Saved entries:
========

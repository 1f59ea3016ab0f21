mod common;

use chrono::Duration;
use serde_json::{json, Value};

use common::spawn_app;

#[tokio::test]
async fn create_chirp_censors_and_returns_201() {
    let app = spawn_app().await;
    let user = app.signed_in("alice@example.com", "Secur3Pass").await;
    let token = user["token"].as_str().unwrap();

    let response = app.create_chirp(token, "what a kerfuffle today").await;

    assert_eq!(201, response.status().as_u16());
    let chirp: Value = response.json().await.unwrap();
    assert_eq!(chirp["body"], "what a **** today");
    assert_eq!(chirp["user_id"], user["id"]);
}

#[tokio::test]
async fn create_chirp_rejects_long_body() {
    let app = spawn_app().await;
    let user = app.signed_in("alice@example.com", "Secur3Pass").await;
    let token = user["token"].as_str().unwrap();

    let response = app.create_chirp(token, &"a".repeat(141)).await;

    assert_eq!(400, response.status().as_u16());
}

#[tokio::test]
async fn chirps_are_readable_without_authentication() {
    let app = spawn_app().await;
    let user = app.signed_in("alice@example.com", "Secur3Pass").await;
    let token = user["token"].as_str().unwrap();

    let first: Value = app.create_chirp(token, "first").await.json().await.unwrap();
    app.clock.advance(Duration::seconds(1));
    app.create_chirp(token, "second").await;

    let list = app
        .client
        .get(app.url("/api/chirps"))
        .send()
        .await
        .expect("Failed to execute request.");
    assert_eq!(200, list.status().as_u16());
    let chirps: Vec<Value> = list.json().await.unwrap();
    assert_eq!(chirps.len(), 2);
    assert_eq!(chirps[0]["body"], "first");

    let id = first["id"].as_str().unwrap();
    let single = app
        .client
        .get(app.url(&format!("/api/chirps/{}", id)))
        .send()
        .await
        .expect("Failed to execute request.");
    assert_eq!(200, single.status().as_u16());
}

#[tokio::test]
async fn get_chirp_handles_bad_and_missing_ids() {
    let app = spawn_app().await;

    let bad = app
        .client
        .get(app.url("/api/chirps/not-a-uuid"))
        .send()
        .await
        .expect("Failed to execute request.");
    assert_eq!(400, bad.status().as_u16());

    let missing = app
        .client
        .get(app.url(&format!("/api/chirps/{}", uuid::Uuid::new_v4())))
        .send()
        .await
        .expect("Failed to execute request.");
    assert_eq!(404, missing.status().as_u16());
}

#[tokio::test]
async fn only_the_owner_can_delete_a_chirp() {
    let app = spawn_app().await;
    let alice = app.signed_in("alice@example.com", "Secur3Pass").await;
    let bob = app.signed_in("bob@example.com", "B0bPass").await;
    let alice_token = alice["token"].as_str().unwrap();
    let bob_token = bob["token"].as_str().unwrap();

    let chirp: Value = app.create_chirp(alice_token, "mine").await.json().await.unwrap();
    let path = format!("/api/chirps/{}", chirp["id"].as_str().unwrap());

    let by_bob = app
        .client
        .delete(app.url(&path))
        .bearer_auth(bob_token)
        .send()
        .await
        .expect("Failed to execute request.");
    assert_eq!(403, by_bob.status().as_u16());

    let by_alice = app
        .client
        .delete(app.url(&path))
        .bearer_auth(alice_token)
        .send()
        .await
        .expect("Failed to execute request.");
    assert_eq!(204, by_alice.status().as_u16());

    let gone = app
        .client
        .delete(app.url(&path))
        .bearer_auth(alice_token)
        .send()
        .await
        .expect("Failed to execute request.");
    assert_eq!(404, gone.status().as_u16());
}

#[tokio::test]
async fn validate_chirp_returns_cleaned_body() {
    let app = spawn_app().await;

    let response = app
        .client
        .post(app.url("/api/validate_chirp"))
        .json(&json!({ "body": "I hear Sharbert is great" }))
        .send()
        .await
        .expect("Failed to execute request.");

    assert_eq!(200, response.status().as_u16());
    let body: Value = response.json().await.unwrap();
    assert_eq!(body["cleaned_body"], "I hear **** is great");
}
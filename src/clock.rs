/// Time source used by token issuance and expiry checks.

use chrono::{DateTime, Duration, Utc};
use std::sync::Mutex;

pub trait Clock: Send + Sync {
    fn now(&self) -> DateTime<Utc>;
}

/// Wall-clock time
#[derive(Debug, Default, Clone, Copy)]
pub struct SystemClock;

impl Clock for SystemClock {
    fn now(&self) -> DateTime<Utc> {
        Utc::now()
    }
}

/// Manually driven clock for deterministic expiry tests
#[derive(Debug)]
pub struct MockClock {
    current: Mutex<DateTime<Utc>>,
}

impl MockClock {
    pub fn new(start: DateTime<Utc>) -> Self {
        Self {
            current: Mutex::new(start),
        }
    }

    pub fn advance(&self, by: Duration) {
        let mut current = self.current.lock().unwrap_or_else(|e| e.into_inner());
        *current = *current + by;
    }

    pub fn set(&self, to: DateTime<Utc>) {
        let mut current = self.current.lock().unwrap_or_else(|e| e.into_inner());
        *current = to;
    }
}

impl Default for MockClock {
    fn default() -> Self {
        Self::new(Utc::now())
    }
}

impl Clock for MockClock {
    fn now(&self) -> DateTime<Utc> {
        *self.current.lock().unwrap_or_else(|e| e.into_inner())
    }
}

========

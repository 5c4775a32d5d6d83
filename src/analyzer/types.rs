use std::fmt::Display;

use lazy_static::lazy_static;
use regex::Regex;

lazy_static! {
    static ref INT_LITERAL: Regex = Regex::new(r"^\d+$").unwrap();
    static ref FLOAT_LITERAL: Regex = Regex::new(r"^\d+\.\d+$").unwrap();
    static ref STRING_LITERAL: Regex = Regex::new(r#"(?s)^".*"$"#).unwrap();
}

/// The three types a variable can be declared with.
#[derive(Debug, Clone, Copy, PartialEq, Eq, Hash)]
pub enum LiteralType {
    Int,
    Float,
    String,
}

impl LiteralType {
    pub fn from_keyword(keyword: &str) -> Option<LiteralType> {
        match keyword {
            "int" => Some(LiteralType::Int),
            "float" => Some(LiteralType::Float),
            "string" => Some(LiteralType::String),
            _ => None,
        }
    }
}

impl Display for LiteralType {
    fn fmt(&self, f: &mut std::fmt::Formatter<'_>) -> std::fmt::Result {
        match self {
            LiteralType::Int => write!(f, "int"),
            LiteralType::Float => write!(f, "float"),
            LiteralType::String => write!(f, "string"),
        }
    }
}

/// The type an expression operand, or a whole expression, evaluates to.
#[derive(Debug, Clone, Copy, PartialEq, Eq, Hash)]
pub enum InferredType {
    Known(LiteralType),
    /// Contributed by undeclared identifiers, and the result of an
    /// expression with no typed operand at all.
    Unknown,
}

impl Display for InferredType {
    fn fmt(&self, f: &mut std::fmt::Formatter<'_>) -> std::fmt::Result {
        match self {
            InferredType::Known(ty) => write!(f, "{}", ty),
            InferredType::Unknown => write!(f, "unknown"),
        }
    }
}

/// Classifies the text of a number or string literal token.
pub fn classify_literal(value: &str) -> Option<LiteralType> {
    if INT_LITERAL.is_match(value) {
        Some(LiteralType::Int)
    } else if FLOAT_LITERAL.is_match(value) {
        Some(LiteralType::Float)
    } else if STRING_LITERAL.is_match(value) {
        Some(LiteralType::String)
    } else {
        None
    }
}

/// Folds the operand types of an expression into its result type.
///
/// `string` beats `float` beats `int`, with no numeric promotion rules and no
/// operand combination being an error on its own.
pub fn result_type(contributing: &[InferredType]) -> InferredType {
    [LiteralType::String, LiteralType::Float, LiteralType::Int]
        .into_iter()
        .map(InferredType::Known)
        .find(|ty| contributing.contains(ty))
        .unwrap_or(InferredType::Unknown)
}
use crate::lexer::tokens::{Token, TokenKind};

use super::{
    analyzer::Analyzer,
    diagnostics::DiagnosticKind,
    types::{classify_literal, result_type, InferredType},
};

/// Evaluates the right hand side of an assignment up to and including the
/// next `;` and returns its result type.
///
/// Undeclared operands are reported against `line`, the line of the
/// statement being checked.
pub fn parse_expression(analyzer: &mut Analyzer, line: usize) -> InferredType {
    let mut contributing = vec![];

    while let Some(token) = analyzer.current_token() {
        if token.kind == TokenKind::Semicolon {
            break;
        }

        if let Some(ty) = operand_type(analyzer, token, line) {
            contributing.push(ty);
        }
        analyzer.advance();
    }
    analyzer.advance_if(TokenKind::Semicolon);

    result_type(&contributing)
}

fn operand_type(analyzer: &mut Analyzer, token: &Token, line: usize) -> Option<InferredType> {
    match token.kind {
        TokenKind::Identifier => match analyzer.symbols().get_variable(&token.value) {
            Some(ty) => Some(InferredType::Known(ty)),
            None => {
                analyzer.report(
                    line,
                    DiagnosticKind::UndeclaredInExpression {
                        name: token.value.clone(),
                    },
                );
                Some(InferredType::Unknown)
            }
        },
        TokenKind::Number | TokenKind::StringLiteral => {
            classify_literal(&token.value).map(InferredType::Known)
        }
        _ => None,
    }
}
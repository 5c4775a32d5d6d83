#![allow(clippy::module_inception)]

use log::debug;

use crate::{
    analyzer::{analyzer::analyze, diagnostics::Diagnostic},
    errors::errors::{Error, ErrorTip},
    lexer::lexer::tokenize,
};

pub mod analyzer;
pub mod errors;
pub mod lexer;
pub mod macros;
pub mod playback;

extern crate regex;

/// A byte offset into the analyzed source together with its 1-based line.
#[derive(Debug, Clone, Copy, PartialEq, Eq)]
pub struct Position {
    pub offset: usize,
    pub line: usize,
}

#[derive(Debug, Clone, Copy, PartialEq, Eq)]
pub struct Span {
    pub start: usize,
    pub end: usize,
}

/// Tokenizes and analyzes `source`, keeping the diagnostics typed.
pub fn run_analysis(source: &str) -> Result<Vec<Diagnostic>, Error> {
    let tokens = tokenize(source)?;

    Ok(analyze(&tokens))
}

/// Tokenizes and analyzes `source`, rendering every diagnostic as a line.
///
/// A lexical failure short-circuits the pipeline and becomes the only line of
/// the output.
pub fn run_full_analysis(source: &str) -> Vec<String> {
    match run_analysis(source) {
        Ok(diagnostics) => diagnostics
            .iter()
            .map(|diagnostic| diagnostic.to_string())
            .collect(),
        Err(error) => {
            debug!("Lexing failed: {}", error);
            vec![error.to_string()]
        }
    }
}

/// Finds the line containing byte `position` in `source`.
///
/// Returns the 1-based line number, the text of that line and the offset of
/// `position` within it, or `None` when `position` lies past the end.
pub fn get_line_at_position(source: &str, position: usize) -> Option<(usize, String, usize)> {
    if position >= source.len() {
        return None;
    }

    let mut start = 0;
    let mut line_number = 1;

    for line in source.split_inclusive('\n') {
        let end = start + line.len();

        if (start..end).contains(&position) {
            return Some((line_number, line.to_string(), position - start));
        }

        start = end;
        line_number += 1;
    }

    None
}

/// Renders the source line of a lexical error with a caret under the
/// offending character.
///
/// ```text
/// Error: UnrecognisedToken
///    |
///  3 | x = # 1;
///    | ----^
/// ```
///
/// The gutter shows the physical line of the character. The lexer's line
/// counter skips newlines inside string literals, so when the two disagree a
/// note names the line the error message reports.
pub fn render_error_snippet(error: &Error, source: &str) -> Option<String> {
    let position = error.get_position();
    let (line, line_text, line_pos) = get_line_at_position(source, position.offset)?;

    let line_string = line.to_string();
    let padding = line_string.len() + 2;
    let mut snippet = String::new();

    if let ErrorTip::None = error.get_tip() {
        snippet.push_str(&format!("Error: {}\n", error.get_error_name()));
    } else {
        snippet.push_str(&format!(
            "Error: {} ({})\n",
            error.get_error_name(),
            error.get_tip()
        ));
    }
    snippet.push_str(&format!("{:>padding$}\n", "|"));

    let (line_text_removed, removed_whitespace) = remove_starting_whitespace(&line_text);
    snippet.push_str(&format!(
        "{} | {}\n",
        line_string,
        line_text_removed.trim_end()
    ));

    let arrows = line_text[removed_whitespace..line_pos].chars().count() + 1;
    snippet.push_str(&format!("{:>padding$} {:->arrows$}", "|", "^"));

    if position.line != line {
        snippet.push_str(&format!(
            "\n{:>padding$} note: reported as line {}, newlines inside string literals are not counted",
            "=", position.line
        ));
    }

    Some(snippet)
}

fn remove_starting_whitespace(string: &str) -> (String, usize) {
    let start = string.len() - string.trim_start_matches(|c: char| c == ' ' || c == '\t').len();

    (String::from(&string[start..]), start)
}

========

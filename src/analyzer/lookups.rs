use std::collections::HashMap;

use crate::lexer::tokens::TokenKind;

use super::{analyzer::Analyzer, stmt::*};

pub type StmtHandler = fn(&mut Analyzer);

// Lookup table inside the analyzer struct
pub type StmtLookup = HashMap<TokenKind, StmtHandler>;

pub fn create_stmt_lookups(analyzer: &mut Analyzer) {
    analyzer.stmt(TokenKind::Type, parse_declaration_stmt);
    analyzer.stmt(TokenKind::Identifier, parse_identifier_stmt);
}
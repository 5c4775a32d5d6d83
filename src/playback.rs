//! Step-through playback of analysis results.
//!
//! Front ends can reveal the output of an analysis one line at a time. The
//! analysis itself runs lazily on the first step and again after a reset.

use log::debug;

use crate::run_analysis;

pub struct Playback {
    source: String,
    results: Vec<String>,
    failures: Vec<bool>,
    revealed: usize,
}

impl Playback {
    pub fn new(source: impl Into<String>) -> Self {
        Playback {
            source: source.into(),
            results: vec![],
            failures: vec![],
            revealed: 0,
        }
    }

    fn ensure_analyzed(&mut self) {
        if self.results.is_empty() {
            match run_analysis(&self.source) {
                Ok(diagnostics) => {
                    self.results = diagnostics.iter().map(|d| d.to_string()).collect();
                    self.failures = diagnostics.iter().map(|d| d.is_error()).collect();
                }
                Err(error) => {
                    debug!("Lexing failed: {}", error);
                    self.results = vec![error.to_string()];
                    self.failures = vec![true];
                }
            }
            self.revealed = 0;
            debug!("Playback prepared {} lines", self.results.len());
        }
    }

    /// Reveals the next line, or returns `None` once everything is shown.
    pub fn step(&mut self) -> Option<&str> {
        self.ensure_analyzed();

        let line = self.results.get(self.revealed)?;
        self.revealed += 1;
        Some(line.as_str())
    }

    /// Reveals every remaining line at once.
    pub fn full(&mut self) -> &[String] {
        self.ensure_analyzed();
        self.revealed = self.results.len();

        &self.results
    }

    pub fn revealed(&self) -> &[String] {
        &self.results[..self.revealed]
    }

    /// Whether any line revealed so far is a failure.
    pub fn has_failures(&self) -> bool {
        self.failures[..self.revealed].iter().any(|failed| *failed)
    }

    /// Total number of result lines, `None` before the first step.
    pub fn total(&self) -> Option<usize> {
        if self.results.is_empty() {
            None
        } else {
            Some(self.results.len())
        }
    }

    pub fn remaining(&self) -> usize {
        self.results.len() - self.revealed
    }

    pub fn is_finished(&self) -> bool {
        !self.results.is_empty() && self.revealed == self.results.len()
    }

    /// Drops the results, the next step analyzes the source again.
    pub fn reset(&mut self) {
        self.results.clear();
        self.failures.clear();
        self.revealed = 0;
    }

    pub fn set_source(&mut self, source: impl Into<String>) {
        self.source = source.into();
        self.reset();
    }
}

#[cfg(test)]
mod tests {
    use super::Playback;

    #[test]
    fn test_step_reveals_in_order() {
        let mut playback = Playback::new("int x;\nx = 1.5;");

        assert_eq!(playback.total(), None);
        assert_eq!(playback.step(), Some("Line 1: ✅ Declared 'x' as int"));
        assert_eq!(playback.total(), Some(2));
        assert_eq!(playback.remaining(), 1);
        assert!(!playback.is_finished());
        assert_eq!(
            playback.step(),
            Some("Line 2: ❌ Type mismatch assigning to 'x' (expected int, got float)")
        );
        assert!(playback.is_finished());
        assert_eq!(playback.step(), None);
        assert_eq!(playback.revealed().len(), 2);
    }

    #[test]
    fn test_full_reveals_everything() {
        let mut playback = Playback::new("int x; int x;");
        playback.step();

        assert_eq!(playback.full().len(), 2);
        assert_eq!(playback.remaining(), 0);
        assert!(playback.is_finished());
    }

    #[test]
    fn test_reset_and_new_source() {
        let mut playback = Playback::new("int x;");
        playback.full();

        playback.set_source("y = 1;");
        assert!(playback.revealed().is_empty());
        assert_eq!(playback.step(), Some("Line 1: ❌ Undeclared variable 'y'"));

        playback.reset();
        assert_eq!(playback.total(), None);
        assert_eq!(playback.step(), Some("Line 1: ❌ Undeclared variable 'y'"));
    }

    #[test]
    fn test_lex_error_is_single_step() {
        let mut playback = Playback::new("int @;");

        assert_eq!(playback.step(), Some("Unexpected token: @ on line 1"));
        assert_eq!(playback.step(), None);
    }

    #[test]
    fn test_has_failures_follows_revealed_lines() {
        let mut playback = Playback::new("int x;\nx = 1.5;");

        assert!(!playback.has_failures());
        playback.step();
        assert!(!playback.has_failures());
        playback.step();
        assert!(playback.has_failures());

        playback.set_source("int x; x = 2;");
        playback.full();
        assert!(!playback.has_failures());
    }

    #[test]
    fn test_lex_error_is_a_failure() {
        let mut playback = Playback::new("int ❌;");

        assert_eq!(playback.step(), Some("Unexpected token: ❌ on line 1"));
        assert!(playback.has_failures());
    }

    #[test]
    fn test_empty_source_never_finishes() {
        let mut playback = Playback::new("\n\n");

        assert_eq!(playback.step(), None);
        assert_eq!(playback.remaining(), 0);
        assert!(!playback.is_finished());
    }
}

========

Would you copy out every line in the records that includes the string "contributing"?

◆ Response area
pub fn result_type(contributing: &[InferredType]) -> InferredType {
        .find(|ty| contributing.contains(ty))
    let mut contributing = vec![];
            contributing.push(ty);
    result_type(&contributing)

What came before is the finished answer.